Ralph Connor situates The Girl from Glengarry in the Scottish-Canadian communities of Glengarry County, eastern Ontario, and the broader Ottawa Valley during the late nineteenth century, roughly the 1860s through the 1890s. This is a world shaped by the seasonal rhythms of the timber frontier, Presbyterian congregational life, and emerging rail and river networks linking farm clearings to mills at the Chaudière Falls. Post-Confederation Ontario (after 1867) frames the setting with growing institutions, municipal governance, and expanding markets. The novel’s villages, shanties, and small towns mirror a society negotiating between Gaelic traditions and a modernizing economy, where church courts, schoolhouses, and lumber camps codify authority, and where kin, clan memory, and commerce intersect along the St. Lawrence–Ottawa corridor.

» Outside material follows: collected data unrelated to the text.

//! The typed record describing one genome assembly under evaluation.

use std::fmt;
use std::path::PathBuf;

use serde::Deserialize;
use serde::Serialize;

/// Breeds that are well established as sheep reference assemblies. Matching
/// is case-insensitive and exact.
pub const PREFERRED_BREEDS: [&str; 5] = ["texel", "rambouillet", "dorset", "suffolk", "merino"];

/// Substrings of an assembly method that indicate long-read sequencing.
pub const LONG_READ_MARKERS: [&str; 4] = ["hifi", "pacbio", "nanopore", "ont"];

/// Substrings of an assembly method that indicate short-read sequencing.
pub const SHORT_READ_MARKERS: [&str; 2] = ["illumina", "sanger"];

/// Gap content assumed when the statistics document does not report one.
pub const DEFAULT_N_PERCENTAGE: f64 = 5.0;

//================//
// Assembly level //
//================//

/// The assembly level reported by the source database.
#[derive(Clone, Copy, Debug, Default, Deserialize, Eq, PartialEq, Serialize)]
#[serde(rename_all = "lowercase")]
pub enum AssemblyLevel {
    /// Sequences are assembled into chromosomes.
    Chromosome,

    /// Sequences are assembled into scaffolds.
    Scaffold,

    /// Sequences are assembled into contigs only.
    Contig,

    /// The level was not reported or is not recognized.
    #[default]
    Unknown,
}

impl AssemblyLevel {
    /// Parses an assembly level as it appears in NCBI style metadata
    /// (`"Chromosome"`, `"Scaffold"`, `"Contig"`). Any other value, including
    /// `"Complete Genome"`, is [`AssemblyLevel::Unknown`].
    pub fn from_ncbi(value: &str) -> Self {
        let value = value.trim();

        if value.eq_ignore_ascii_case("chromosome") {
            AssemblyLevel::Chromosome
        } else if value.eq_ignore_ascii_case("scaffold") {
            AssemblyLevel::Scaffold
        } else if value.eq_ignore_ascii_case("contig") {
            AssemblyLevel::Contig
        } else {
            AssemblyLevel::Unknown
        }
    }
}

impl fmt::Display for AssemblyLevel {
    fn fmt(&self, f: &mut fmt::Formatter<'_>) -> fmt::Result {
        match self {
            AssemblyLevel::Chromosome => write!(f, "chromosome"),
            AssemblyLevel::Scaffold => write!(f, "scaffold"),
            AssemblyLevel::Contig => write!(f, "contig"),
            AssemblyLevel::Unknown => write!(f, "unknown"),
        }
    }
}

//=========================//
// Breed and technology    //
//=========================//

/// How the breed of a candidate relates to the preferred breed set.
#[derive(Clone, Copy, Debug, Eq, PartialEq)]
pub enum BreedClass {
    /// The breed is one of [`PREFERRED_BREEDS`].
    Preferred,

    /// A breed is recorded, but it is not a preferred one.
    Other,

    /// No breed is recorded.
    Unspecified,
}

/// The sequencing technology family implied by the assembly method.
#[derive(Clone, Copy, Debug, Eq, PartialEq)]
pub enum SequencingTechnology {
    /// PacBio HiFi/CLR or Oxford Nanopore.
    LongRead,

    /// Illumina or Sanger.
    ShortRead,

    /// Not recorded or not recognized.
    Unspecified,
}

//============================//
// Document parse provenance  //
//============================//

/// What happened when an upstream document was loaded.
#[derive(Clone, Copy, Debug, Default, Deserialize, Eq, PartialEq, Serialize)]
#[serde(rename_all = "lowercase")]
pub enum DocumentStatus {
    /// The document was read and parsed. Pre-extracted candidate records count
    /// as parsed.
    #[default]
    Parsed,

    /// No document was configured, or the file does not exist.
    Missing,

    /// The file exists but could not be read or is not valid JSON.
    Malformed,
}

/// Parse status of both documents a candidate was extracted from.
#[derive(Clone, Copy, Debug, Default, Deserialize, Eq, PartialEq, Serialize)]
pub struct Provenance {
    /// Status of the statistics document.
    #[serde(default)]
    pub statistics: DocumentStatus,

    /// Status of the metadata document.
    #[serde(default)]
    pub metadata: DocumentStatus,
}

//===========//
// Candidate //
//===========//

fn default_n_percentage() -> f64 {
    DEFAULT_N_PERCENTAGE
}

/// A genome assembly competing to become the pangenome reference. All fields
/// are populated; absent upstream values have already been replaced by their
/// defaults.
#[derive(Clone, Debug, Deserialize, PartialEq, Serialize)]
pub struct Candidate {
    /// Sample identifier, unique within a selection run.
    pub sample_id: String,

    /// Path to the standardized FASTA file.
    pub genome_file: PathBuf,

    /// Database accession, if one was listed in the samplesheet.
    #[serde(default)]
    pub accession: Option<String>,

    /// Assembly level.
    #[serde(default)]
    pub assembly_level: AssemblyLevel,

    /// Scaffold N50 in base pairs.
    #[serde(default)]
    pub scaffold_n50: u64,

    /// Total assembly length in base pairs.
    #[serde(default)]
    pub total_length: u64,

    /// Percentage of `N` bases.
    #[serde(default = "default_n_percentage")]
    pub n_percentage: f64,

    /// Percentage of `G`/`C` bases, when reported.
    #[serde(default)]
    pub gc_percentage: Option<f64>,

    /// Percentage of complete BUSCO orthologs.
    #[serde(default)]
    pub busco_completeness: f64,

    /// Whether `busco_completeness` was estimated from chromosome completeness
    /// rather than reported by BUSCO.
    #[serde(default)]
    pub busco_estimated: bool,

    /// Number of scaffolds large enough to be whole chromosomes.
    #[serde(default)]
    pub chromosome_level_scaffold_count: u64,

    /// Whether the source database carries an annotation for the assembly.
    #[serde(default)]
    pub has_annotation: bool,

    /// Name of the database the assembly came from.
    #[serde(default)]
    pub source_database: String,

    /// Breed of the sequenced animal.
    #[serde(default)]
    pub breed: Option<String>,

    /// Free-text assembly method (sequencing technology and assembler).
    #[serde(default)]
    pub assembly_method: Option<String>,

    /// Year the assembly was released.
    #[serde(default)]
    pub release_year: Option<i32>,

    /// How the upstream documents were loaded.
    #[serde(default)]
    pub provenance: Provenance,
}

impl Candidate {
    /// Creates a new [`Candidate`] with every metric at its default value.
    pub fn new(sample_id: impl Into<String>, genome_file: impl Into<PathBuf>) -> Self {
        Candidate {
            sample_id: sample_id.into(),
            genome_file: genome_file.into(),
            accession: None,
            assembly_level: AssemblyLevel::Unknown,
            scaffold_n50: 0,
            total_length: 0,
            n_percentage: DEFAULT_N_PERCENTAGE,
            gc_percentage: None,
            busco_completeness: 0.0,
            busco_estimated: false,
            chromosome_level_scaffold_count: 0,
            has_annotation: false,
            source_database: String::new(),
            breed: None,
            assembly_method: None,
            release_year: None,
            provenance: Provenance::default(),
        }
    }

    /// Whether the source database is RefSeq (case-insensitive substring).
    pub fn is_refseq(&self) -> bool {
        self.source_database.to_ascii_uppercase().contains("REFSEQ")
    }

    /// Classifies the recorded breed against [`PREFERRED_BREEDS`].
    pub fn breed_class(&self) -> BreedClass {
        match self.breed.as_deref().map(str::trim) {
            None | Some("") => BreedClass::Unspecified,
            Some(breed) => {
                if PREFERRED_BREEDS
                    .iter()
                    .any(|preferred| breed.eq_ignore_ascii_case(preferred))
                {
                    BreedClass::Preferred
                } else {
                    BreedClass::Other
                }
            }
        }
    }

    /// Classifies the assembly method by sequencing technology. Long-read
    /// markers take precedence over short-read markers.
    pub fn sequencing_technology(&self) -> SequencingTechnology {
        let method = match &self.assembly_method {
            Some(method) => method.to_ascii_lowercase(),
            None => return SequencingTechnology::Unspecified,
        };

        if LONG_READ_MARKERS.iter().any(|m| method.contains(m)) {
            SequencingTechnology::LongRead
        } else if SHORT_READ_MARKERS.iter().any(|m| method.contains(m)) {
            SequencingTechnology::ShortRead
        } else {
            SequencingTechnology::Unspecified
        }
    }
}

Glengarry’s Scottish identity grew from Loyalist and Highland migrations that began in 1784, when disbanded Royalist regiments settled along the St. Lawrence in Stormont, Dundas, and Glengarry. Subsequent Highland arrivals, including veterans and families associated with the Glengarry Fencibles, came in the 1790s–1810s under leaders such as Bishop Alexander Macdonell, founding St. Raphael’s and other parishes. The community produced notable militias like the Glengarry Light Infantry Fencibles during the War of 1812. This heritage—Gaelic speech, Presbyterian and Catholic parishes, and kin-based honor—permeates the book’s social world, informing its depictions of discipline, piety, and communal solidarity among families who trace names and customs back to Inverness-shire and the Isles.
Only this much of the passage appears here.